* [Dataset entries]

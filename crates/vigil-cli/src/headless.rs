//! Headless supervision loop.
//!
//! The default mode: autostarted modules run until the process receives
//! SIGTERM or SIGINT, with a periodic reconcile pass detecting modules that
//! died behind the supervisor's back.

use std::sync::Arc;
use std::sync::atomic::{AtomicBool, Ordering};
use std::thread;
use std::time::Duration;

use signal_hook::consts::{SIGINT, SIGTERM};
use tracing::{info, warn};
use vigil_supervisor::Supervisor;

use crate::CliError;

const HEADLESS_TARGET: &str = "vigil_cli::headless";

/// Cadence of the reconcile pass.
const POLL_INTERVAL: Duration = Duration::from_secs(1);

/// Number of trailing log lines surfaced when a module crashes.
const CRASH_LOG_LINES: usize = 20;

/// Supervises until a termination signal arrives.
///
/// # Errors
///
/// Returns [`CliError::Signals`] when the signal handlers cannot be
/// installed.
pub(crate) fn run(supervisor: &Supervisor) -> Result<(), CliError> {
    let shutdown = Arc::new(AtomicBool::new(false));
    for signal in [SIGTERM, SIGINT] {
        signal_hook::flag::register(signal, Arc::clone(&shutdown))
            .map_err(CliError::Signals)?;
    }
    info!(
        target: HEADLESS_TARGET,
        "supervising modules; send SIGTERM or SIGINT to stop"
    );

    while !shutdown.load(Ordering::Relaxed) {
        supervisor.reconcile();
        report_crashes(supervisor);
        thread::sleep(POLL_INTERVAL);
    }

    info!(target: HEADLESS_TARGET, "termination signal received");
    Ok(())
}

/// Drains unexpected stops and emits one warning per crashed module, with a
/// tail of its captured output in the same event so the default log filter
/// shows the operator something actionable.
fn report_crashes(supervisor: &Supervisor) {
    for module in supervisor.unexpected_stops() {
        let status = module.status();
        let tail = supervisor
            .read_log(module.name())
            .map(|content| log_tail(&content))
            .unwrap_or_default();
        warn!(
            target: HEADLESS_TARGET,
            module = module.name(),
            exit_code = ?status.last_exit_code,
            log = %tail,
            "module stopped unexpectedly"
        );
    }
}

fn log_tail(content: &str) -> String {
    let lines: Vec<&str> = content.lines().collect();
    let start = lines.len().saturating_sub(CRASH_LOG_LINES);
    lines[start..].join("\n")
}

#[cfg(test)]
mod tests {
    use std::fs;
    use std::io::{self, Write};
    use std::sync::Mutex;
    use std::time::Instant;

    use tempfile::TempDir;
    use tracing_subscriber::EnvFilter;
    use tracing_subscriber::fmt;
    use tracing_subscriber::fmt::MakeWriter;
    use vigil_supervisor::{ModuleCatalog, ModuleKind, ModuleSpec, Supervisor, SupervisorOptions};

    use super::*;

    #[derive(Clone, Default)]
    struct CaptureWriter(Arc<Mutex<Vec<u8>>>);

    impl CaptureWriter {
        fn contents(&self) -> String {
            String::from_utf8_lossy(&self.0.lock().expect("capture buffer")).into_owned()
        }
    }

    impl Write for CaptureWriter {
        fn write(&mut self, buf: &[u8]) -> io::Result<usize> {
            self.0.lock().expect("capture buffer").extend_from_slice(buf);
            Ok(buf.len())
        }

        fn flush(&mut self) -> io::Result<()> {
            Ok(())
        }
    }

    impl<'a> MakeWriter<'a> for CaptureWriter {
        type Writer = Self;

        fn make_writer(&'a self) -> Self::Writer {
            self.clone()
        }
    }

    #[test]
    fn tail_keeps_only_the_last_lines() {
        let content: String = (0..30).map(|n| format!("line {n}\n")).collect();
        let tail = log_tail(&content);
        assert!(tail.starts_with("line 10"));
        assert!(tail.ends_with("line 29"));
    }

    #[test]
    fn tail_of_short_output_is_unchanged() {
        assert_eq!(log_tail("only line\n"), "only line");
    }

    #[cfg(unix)]
    #[test]
    fn crash_warning_carries_the_log_tail_at_warn_level() {
        let logs = TempDir::new().expect("log dir");
        let catalog = ModuleCatalog::from_candidates(
            vec![ModuleSpec::new("vigil-true", ModuleKind::Bundled, "/bin/true")],
            Vec::new(),
        );
        let supervisor = Supervisor::new(catalog, SupervisorOptions::new(logs.path()));
        supervisor.start("vigil-true").expect("start");

        // The process exits immediately; wait for the probe to notice.
        let deadline = Instant::now() + Duration::from_secs(5);
        while supervisor.is_alive("vigil-true").expect("is_alive") {
            assert!(Instant::now() < deadline, "process did not exit in time");
            thread::sleep(Duration::from_millis(10));
        }
        fs::write(logs.path().join("vigil-true.out.log"), "fatal: boom\n")
            .expect("seed log output");

        let writer = CaptureWriter::default();
        let subscriber = fmt::Subscriber::builder()
            .with_env_filter(EnvFilter::new("warn"))
            .with_writer(writer.clone())
            .with_ansi(false)
            .finish();
        tracing::subscriber::with_default(subscriber, || report_crashes(&supervisor));

        let captured = writer.contents();
        assert!(captured.contains("module stopped unexpectedly"));
        assert!(captured.contains("vigil-true"));
        assert!(captured.contains("fatal: boom"));
    }
}
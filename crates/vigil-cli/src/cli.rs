//! Command-line argument definitions for the supervisor shell.

use clap::Parser;

/// Command-line interface for the vigil module supervisor.
#[derive(Parser, Debug)]
#[command(
    name = "vigil",
    version,
    about = "Supervises the vigil data-collection modules"
)]
pub(crate) struct Cli {
    /// Run modules against the testing dataset instead of production.
    #[arg(long)]
    pub(crate) testing: bool,

    /// Enable verbose logging.
    #[arg(short, long)]
    pub(crate) verbose: bool,

    /// Modules to start automatically, comma separated. Pass "none" to
    /// disable autostart. Overrides the settings file.
    #[arg(long, value_name = "NAMES", value_delimiter = ',')]
    pub(crate) autostart_modules: Option<Vec<String>>,

    /// Run an interactive command session instead of waiting for signals.
    #[arg(short, long)]
    pub(crate) interactive: bool,
}

#[cfg(test)]
mod tests {
    use super::*;
    use rstest::rstest;

    fn parse(arguments: &[&str]) -> Cli {
        Cli::try_parse_from(arguments).expect("arguments parse")
    }

    #[test]
    fn defaults_are_production_headless() {
        let cli = parse(&["vigil"]);
        assert!(!cli.testing);
        assert!(!cli.verbose);
        assert!(!cli.interactive);
        assert!(cli.autostart_modules.is_none());
    }

    #[test]
    fn autostart_list_splits_on_commas() {
        let cli = parse(&["vigil", "--autostart-modules", "vigil-server,vigil-watcher-afk"]);
        assert_eq!(
            cli.autostart_modules.expect("override present"),
            ["vigil-server", "vigil-watcher-afk"]
        );
    }

    #[test]
    fn autostart_none_is_passed_through() {
        let cli = parse(&["vigil", "--autostart-modules", "none"]);
        assert_eq!(cli.autostart_modules.expect("override present"), ["none"]);
    }

    #[rstest]
    #[case::short(&["vigil", "-i", "-v"])]
    #[case::long(&["vigil", "--interactive", "--verbose"])]
    fn interactive_and_verbose_flags(#[case] arguments: &[&str]) {
        let cli = parse(arguments);
        assert!(cli.interactive);
        assert!(cli.verbose);
    }

    #[test]
    fn testing_flag_parses() {
        assert!(parse(&["vigil", "--testing"]).testing);
    }

    #[test]
    fn unknown_flag_is_rejected() {
        assert!(Cli::try_parse_from(["vigil", "--frobnicate"]).is_err());
    }
}
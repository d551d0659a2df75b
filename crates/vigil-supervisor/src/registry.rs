//! Discovery of installed module executables.
//!
//! The registry scans the bundled locations (the supervisor's own executable
//! directory and its `modules/` subdirectory) plus the system search path for
//! executables carrying the suite's module prefix, and builds the
//! [`ModuleCatalog`] from what it finds. A location that cannot be read
//! contributes nothing; a single unreadable entry is skipped. Discovery never
//! fails outright.

use std::env;
use std::ffi::OsString;
use std::fs;
use std::path::{Path, PathBuf};

use tracing::{debug, info, warn};

use crate::catalog::ModuleCatalog;
use crate::module::{ModuleKind, ModuleSpec};

/// Tracing target for discovery.
const REGISTRY_TARGET: &str = "vigil_supervisor::registry";

/// File name prefix that marks an executable as a suite module.
pub const MODULE_PREFIX: &str = "vigil-";

/// Suite executables that are never modules: the supervisor itself and its
/// command-line shell.
const EXCLUDED_NAMES: &[&str] = &["vigil-supervisor", "vigil-cli"];

/// Scans well-known locations for module executables.
#[derive(Debug, Clone)]
pub struct ModuleRegistry {
    bundled_dirs: Vec<PathBuf>,
    search_path: Option<OsString>,
}

impl ModuleRegistry {
    /// Builds a registry over explicit locations.
    #[must_use]
    pub fn new(bundled_dirs: Vec<PathBuf>, search_path: Option<OsString>) -> Self {
        Self {
            bundled_dirs,
            search_path,
        }
    }

    /// Builds a registry over the process's own install location and `PATH`.
    #[must_use]
    pub fn from_environment() -> Self {
        let mut bundled_dirs = Vec::new();
        match env::current_exe() {
            Ok(exe) => {
                if let Some(dir) = exe.parent() {
                    bundled_dirs.push(dir.to_path_buf());
                    bundled_dirs.push(dir.join("modules"));
                }
            }
            Err(error) => {
                warn!(
                    target: REGISTRY_TARGET,
                    %error,
                    "could not locate own executable; skipping bundled discovery"
                );
            }
        }
        Self::new(bundled_dirs, env::var_os("PATH"))
    }

    /// Discovers installed modules and builds the catalog.
    #[must_use]
    pub fn discover(&self) -> ModuleCatalog {
        let mut bundled = Vec::new();
        for dir in &self.bundled_dirs {
            scan_directory(dir, ModuleKind::Bundled, &mut bundled);
        }

        let mut system = Vec::new();
        if let Some(path) = &self.search_path {
            for dir in env::split_paths(path) {
                scan_directory(&dir, ModuleKind::System, &mut system);
            }
        }

        info!(
            target: REGISTRY_TARGET,
            bundled = bundled.len(),
            system = system.len(),
            "module discovery finished"
        );
        ModuleCatalog::from_candidates(bundled, system)
    }
}

fn scan_directory(dir: &Path, kind: ModuleKind, found: &mut Vec<ModuleSpec>) {
    let entries = match fs::read_dir(dir) {
        Ok(entries) => entries,
        Err(error) => {
            debug!(
                target: REGISTRY_TARGET,
                directory = %dir.display(),
                %error,
                "skipping unreadable discovery location"
            );
            return;
        }
    };

    for entry in entries {
        let entry = match entry {
            Ok(entry) => entry,
            Err(error) => {
                debug!(
                    target: REGISTRY_TARGET,
                    directory = %dir.display(),
                    %error,
                    "skipping unreadable directory entry"
                );
                continue;
            }
        };
        let path = entry.path();
        let Some(name) = module_name(&path) else {
            continue;
        };
        if !is_executable_file(&path) {
            continue;
        }
        debug!(
            target: REGISTRY_TARGET,
            module = %name,
            %kind,
            path = %path.display(),
            "found module candidate"
        );
        found.push(ModuleSpec::new(name, kind, path));
    }
}

/// Extracts the module name from a candidate path, or `None` when the file is
/// not a suite module.
fn module_name(path: &Path) -> Option<String> {
    let file_name = path.file_name()?.to_str()?;
    let name = file_name.strip_suffix(".exe").unwrap_or(file_name);
    if !name.starts_with(MODULE_PREFIX) {
        return None;
    }
    if EXCLUDED_NAMES.contains(&name) {
        return None;
    }
    Some(name.to_owned())
}

#[cfg(unix)]
fn is_executable_file(path: &Path) -> bool {
    use std::os::unix::fs::PermissionsExt;

    fs::metadata(path)
        .map(|metadata| metadata.is_file() && metadata.permissions().mode() & 0o111 != 0)
        .unwrap_or(false)
}

#[cfg(not(unix))]
fn is_executable_file(path: &Path) -> bool {
    path.extension()
        .and_then(|extension| extension.to_str())
        .is_some_and(|extension| extension.eq_ignore_ascii_case("exe"))
        && fs::metadata(path).map(|metadata| metadata.is_file()).unwrap_or(false)
}

#[cfg(test)]
mod tests {
    use std::fs::File;

    use rstest::rstest;
    use tempfile::TempDir;

    use super::*;

    #[cfg(unix)]
    fn place_executable(dir: &Path, name: &str) {
        use std::os::unix::fs::PermissionsExt;

        let path = dir.join(name);
        File::create(&path).expect("create file");
        fs::set_permissions(&path, fs::Permissions::from_mode(0o755)).expect("chmod");
    }

    #[cfg(unix)]
    fn place_plain_file(dir: &Path, name: &str) {
        use std::os::unix::fs::PermissionsExt;

        let path = dir.join(name);
        File::create(&path).expect("create file");
        fs::set_permissions(&path, fs::Permissions::from_mode(0o644)).expect("chmod");
    }

    #[cfg(unix)]
    #[test]
    fn discovers_bundled_and_system_modules() {
        let bundled = TempDir::new().expect("bundled dir");
        let system = TempDir::new().expect("system dir");
        place_executable(bundled.path(), "vigil-server");
        place_executable(bundled.path(), "vigil-watcher-window");
        place_executable(system.path(), "vigil-server");
        place_executable(system.path(), "vigil-watcher-afk");

        let registry = ModuleRegistry::new(
            vec![bundled.path().to_path_buf()],
            Some(system.path().as_os_str().to_owned()),
        );
        let catalog = registry.discover();

        assert_eq!(catalog.bundled().len(), 2);
        assert_eq!(catalog.system().len(), 2);
        // 3 distinct names; vigil-server resolves to the bundled copy.
        assert_eq!(catalog.len(), 3);
        let server = catalog.get("vigil-server").expect("server entry");
        assert_eq!(server.kind(), ModuleKind::Bundled);
    }

    #[cfg(unix)]
    #[test]
    fn skips_non_modules_and_non_executables() {
        let bundled = TempDir::new().expect("bundled dir");
        place_executable(bundled.path(), "vigil-server");
        place_executable(bundled.path(), "some-other-tool");
        place_executable(bundled.path(), "vigil-cli");
        place_plain_file(bundled.path(), "vigil-watcher-window");

        let registry = ModuleRegistry::new(vec![bundled.path().to_path_buf()], None);
        let catalog = registry.discover();

        assert_eq!(catalog.len(), 1);
        assert!(catalog.get("vigil-server").is_some());
        assert!(catalog.get("some-other-tool").is_none());
        assert!(catalog.get("vigil-cli").is_none());
        assert!(catalog.get("vigil-watcher-window").is_none());
    }

    #[test]
    fn missing_location_contributes_nothing() {
        let registry = ModuleRegistry::new(
            vec![PathBuf::from("/nonexistent/vigil-modules")],
            Some(OsString::from("/also/nonexistent")),
        );
        let catalog = registry.discover();
        assert!(catalog.is_empty());
    }

    #[rstest]
    #[case::plain("vigil-server", Some("vigil-server"))]
    #[case::windows_exe("vigil-server.exe", Some("vigil-server"))]
    #[case::wrong_prefix("other-server", None)]
    #[case::own_shell("vigil-cli", None)]
    fn module_name_matching(#[case] file_name: &str, #[case] expected: Option<&str>) {
        let path = PathBuf::from("/opt/vigil").join(file_name);
        assert_eq!(module_name(&path).as_deref(), expected);
    }
}
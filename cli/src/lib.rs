mod app;
mod args;
mod fixture;

pub use app::Application;
pub use fixture::{DryRunHost, SessionFixture};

* [PROBLEM DESCRIPTION] Once you have found every line above holding the word "chmod", copy those lines.

* [PROBLEM SOLUTION]
        fs::set_permissions(&path, fs::Permissions::from_mode(0o755)).expect("chmod");
        fs::set_permissions(&path, fs::Permissions::from_mode(0o644)).expect("chmod");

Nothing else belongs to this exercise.